A great introduction can catapult your audience’s energy and focus and really get your act started with a bang. A bad intro – not so much.
Some years back I was sitting backstage at a large corporate function, talking with some other performers that were also on the bill that night. We started comparing “bad intro” stories, and I sat and listened, waiting to tell my story, for I thought that I had the absolutely worst intro story. As it turns out I didn’t! For those of you reading this who are not performers, you should know that you sometimes get a less than inspired introduction by the party’s host or emcee. To remedy this I started bringing a simple but effective introduction, printed in large easy to read letters, to every show. And I would spend a few moments with the person who was going to read it, to make sure they didn’t have any questions. However, all of this did not prevent the occasional mumbled, mispronounced and under-enthusiastic introduction I received. But one stands out as possibly the worst.

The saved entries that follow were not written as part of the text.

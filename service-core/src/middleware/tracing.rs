use axum::http::HeaderValue;
use axum::{extract::Request, middleware::Next, response::Response};
use uuid::Uuid;

pub const REQUEST_ID_HEADER: &str = "x-request-id";

/// Reuse the caller's `x-request-id` or mint one, and echo it on the response.
pub async fn request_id_middleware(mut req: Request, next: Next) -> Response {
    let request_id = req
        .headers()
        .get(REQUEST_ID_HEADER)
        .and_then(|h| h.to_str().ok())
        .filter(|s| !s.is_empty())
        .map(|s| s.to_string())
        .unwrap_or_else(|| Uuid::new_v4().to_string());

    if let Ok(header_value) = HeaderValue::from_str(&request_id) {
        req.headers_mut().insert(REQUEST_ID_HEADER, header_value);
    }

    let mut response = next.run(req).await;

    if let Ok(header_value) = HeaderValue::from_str(&request_id) {
        response
            .headers_mut()
            .insert(REQUEST_ID_HEADER, header_value);
    }

    response
}
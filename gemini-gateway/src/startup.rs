//! Application startup and lifecycle management.

use crate::config::GatewayConfig;
use crate::handlers;
use crate::services::providers::gemini::GeminiProvider;
use crate::services::providers::ContentGenerator;
use crate::services::UploadStore;
use axum::{
    extract::DefaultBodyLimit,
    middleware::from_fn,
    routing::{get, post},
    Router,
};
use service_core::error::AppError;
use service_core::middleware::{
    metrics::metrics_middleware, security_headers::security_headers_middleware,
    tracing::request_id_middleware,
};
use std::future::{Future, IntoFuture};
use std::net::SocketAddr;
use std::pin::Pin;
use std::sync::Arc;
use tokio::net::TcpListener;
use tokio::signal;
use tower_http::trace::TraceLayer;

/// Shared, read-only application state handed to every handler.
#[derive(Clone)]
pub struct AppState {
    pub config: GatewayConfig,
    pub generator: Arc<dyn ContentGenerator>,
    pub uploads: UploadStore,
}

type ServerFuture = Pin<Box<dyn Future<Output = std::io::Result<()>> + Send>>;

/// Application container for managing server lifecycle.
pub struct Application {
    port: u16,
    server: ServerFuture,
    state: AppState,
}

impl Application {
    /// Build the application backed by the configured Gemini model.
    pub async fn build(config: GatewayConfig) -> Result<Self, AppError> {
        let provider = GeminiProvider::new(&config.gemini).map_err(|e| {
            tracing::error!("Failed to initialize Gemini provider: {}", e);
            AppError::ConfigError(anyhow::Error::new(e))
        })?;

        tracing::info!(
            model = %config.gemini.model,
            "Initialized Gemini provider"
        );

        Self::build_with_generator(config, Arc::new(provider)).await
    }

    /// Build the application around an already constructed generator.
    pub async fn build_with_generator(
        config: GatewayConfig,
        generator: Arc<dyn ContentGenerator>,
    ) -> Result<Self, AppError> {
        let uploads = UploadStore::new(&config.uploads.dir).await.map_err(|e| {
            tracing::error!(
                "Failed to initialize upload directory {}: {}",
                config.uploads.dir,
                e
            );
            e
        })?;

        let state = AppState {
            config: config.clone(),
            generator,
            uploads,
        };

        let app = router(state.clone());

        // port 0 = random port for testing
        let addr = SocketAddr::from(([0, 0, 0, 0], config.common.port));
        let listener = TcpListener::bind(addr).await.map_err(|e| {
            tracing::error!("Failed to bind TCP listener to {}: {}", addr, e);
            AppError::from(e)
        })?;
        let port = listener.local_addr()?.port();

        tracing::info!("Listening on {}", port);

        let server = axum::serve(listener, app).with_graceful_shutdown(shutdown_signal());

        Ok(Self {
            port,
            server: Box::pin(server.into_future()),
            state,
        })
    }

    pub fn port(&self) -> u16 {
        self.port
    }

    pub fn state(&self) -> &AppState {
        &self.state
    }

    pub async fn run_until_stopped(self) -> std::io::Result<()> {
        self.server.await
    }
}

/// All routes with the shared middleware stack.
pub fn router(state: AppState) -> Router {
    let max_upload_bytes = state.config.uploads.max_bytes;

    Router::new()
        .route("/health", get(handlers::health_check))
        .route("/ready", get(handlers::readiness_check))
        .route("/metrics", get(handlers::metrics_endpoint))
        .route("/generate-text", post(handlers::generate_text))
        .route("/generate-from-image", post(handlers::generate_from_image))
        .route("/generate-from-document", post(handlers::generate_from_document))
        .route("/generate-from-audio", post(handlers::generate_from_audio))
        .fallback(handlers::not_found)
        .layer(DefaultBodyLimit::max(max_upload_bytes))
        .layer(from_fn(metrics_middleware))
        .layer(
            TraceLayer::new_for_http().make_span_with(|request: &axum::http::Request<_>| {
                let request_id = request
                    .headers()
                    .get("x-request-id")
                    .and_then(|value| value.to_str().ok())
                    .unwrap_or("-");

                tracing::info_span!(
                    "http_request",
                    request_id = %request_id,
                    method = %request.method(),
                    uri = %request.uri(),
                    version = ?request.version(),
                )
            }),
        )
        .layer(from_fn(request_id_middleware))
        .layer(from_fn(security_headers_middleware))
        .with_state(state)
}

async fn shutdown_signal() {
    let ctrl_c = async {
        if let Err(e) = signal::ctrl_c().await {
            tracing::error!("Failed to install Ctrl+C handler: {}", e);
            std::future::pending::<()>().await;
        }
    };

    #[cfg(unix)]
    let terminate = async {
        match signal::unix::signal(signal::unix::SignalKind::terminate()) {
            Ok(mut sigterm) => {
                sigterm.recv().await;
            }
            Err(e) => {
                tracing::error!("Failed to install SIGTERM handler: {}", e);
                std::future::pending::<()>().await;
            }
        }
    };

    #[cfg(not(unix))]
    let terminate = std::future::pending::<()>();

    tokio::select! {
        _ = ctrl_c => {},
        _ = terminate => {},
    }

    tracing::info!("Shutdown signal received");
}
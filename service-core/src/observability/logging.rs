use opentelemetry::KeyValue;
use opentelemetry::trace::TraceError;
use opentelemetry_otlp::WithExportConfig;
use opentelemetry_sdk::{Resource, runtime, trace as sdktrace};
use tracing_subscriber::{layer::SubscriberExt, util::SubscriberInitExt};

/// Install the global subscriber: env filter, JSON fmt output and, when an
/// OTLP endpoint is given, span export over gRPC.
///
/// `RUST_LOG` wins over `log_level` when set.
pub fn init_tracing(service_name: &str, log_level: &str, otlp_endpoint: Option<&str>) {
    let env_filter = tracing_subscriber::EnvFilter::try_from_default_env()
        .unwrap_or_else(|_| tracing_subscriber::EnvFilter::new(log_level));

    let telemetry = otlp_endpoint.and_then(|endpoint| match otlp_tracer(service_name, endpoint) {
        Ok(tracer) => Some(tracing_opentelemetry::layer().with_tracer(tracer)),
        Err(e) => {
            eprintln!(
                "Failed to initialize OTLP tracer for service '{}' at endpoint '{}': {}",
                service_name, endpoint, e
            );
            None
        }
    });

    tracing_subscriber::registry()
        .with(env_filter)
        .with(telemetry)
        .with(
            tracing_subscriber::fmt::layer()
                .with_file(true)
                .with_line_number(true)
                .json()
                .flatten_event(true),
        )
        .init();
}

fn otlp_tracer(service_name: &str, endpoint: &str) -> Result<sdktrace::Tracer, TraceError> {
    let otlp_exporter = opentelemetry_otlp::new_exporter()
        .tonic()
        .with_endpoint(endpoint);

    opentelemetry_otlp::new_pipeline()
        .tracing()
        .with_exporter(otlp_exporter)
        .with_trace_config(sdktrace::config().with_resource(Resource::new(vec![
            KeyValue::new("service.name", service_name.to_string()),
        ])))
        .install_batch(runtime::Tokio)
}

My “Worst Intro” moment happened at a show I did in Palm Springs for an International group of Veterinary Oncologists. (I know!) It wasn’t actually a bad intro; it was just what occurred right before the intro that made it bad. It was a group of about 500 and they were honoring individuals who had made great contributions to their field. The gentleman that was going to introduce me told me that they were going to be honoring a man who had done remarkable work with the orphaned and abandoned animals in New Orleans during Hurricane Katrina. When he received his award the awardee was going to show a short video he had made, then I would be introduced. The man received his well-earned reward and then asked them to roll the video. Here’s where things got a little dicey. His video was a heartbreaking montage of stranded and abandoned animals, and the music under the video was Josh Groban’s “You Raise Me Up’. (Click video to hear it.) At one point in the video a dog holding on to a wooden board was shown floated downstream. Most of the 500 audience members, including me, were tearing up and some were SOBBING! And justifiably so.
When the video was over the awardee thanked the audience and the host took the stage. As he was introducing me I realized I had 5 seconds to come up with something to say after I ran out on stage. Should I just ignore the fact that the audience and I were still wiping up tears, or was I going to make a bridge comment that would help the audience get ready for some comedy and magic? Here’s what I said: “Well usually the audience cries at the END of my show, not at the beginning.” Not great, but not bad for 5 seconds.
Back to the backstage trading of stories, and as it turns out the other performers on that night’s bill, “Comedy Sportz” had a story that made mine seem quite unremarkable. They were once hired to perform their show for a corporate crowd of about 1500 guests, and when the President of the company got up to introduce them, he first announced that there was going to be a massive downsizing in the company. He then proceeded to name some of the names of people that were indeed going to be let go. Some of them were IN THE AUDIENCE. The group was horrified! Some were standing speechless, some shouting, and some were running out of the ballroom crying! When he was finished, the President calmly said, “And now, the hilarious improvisational antics of “Comedy Sportz”!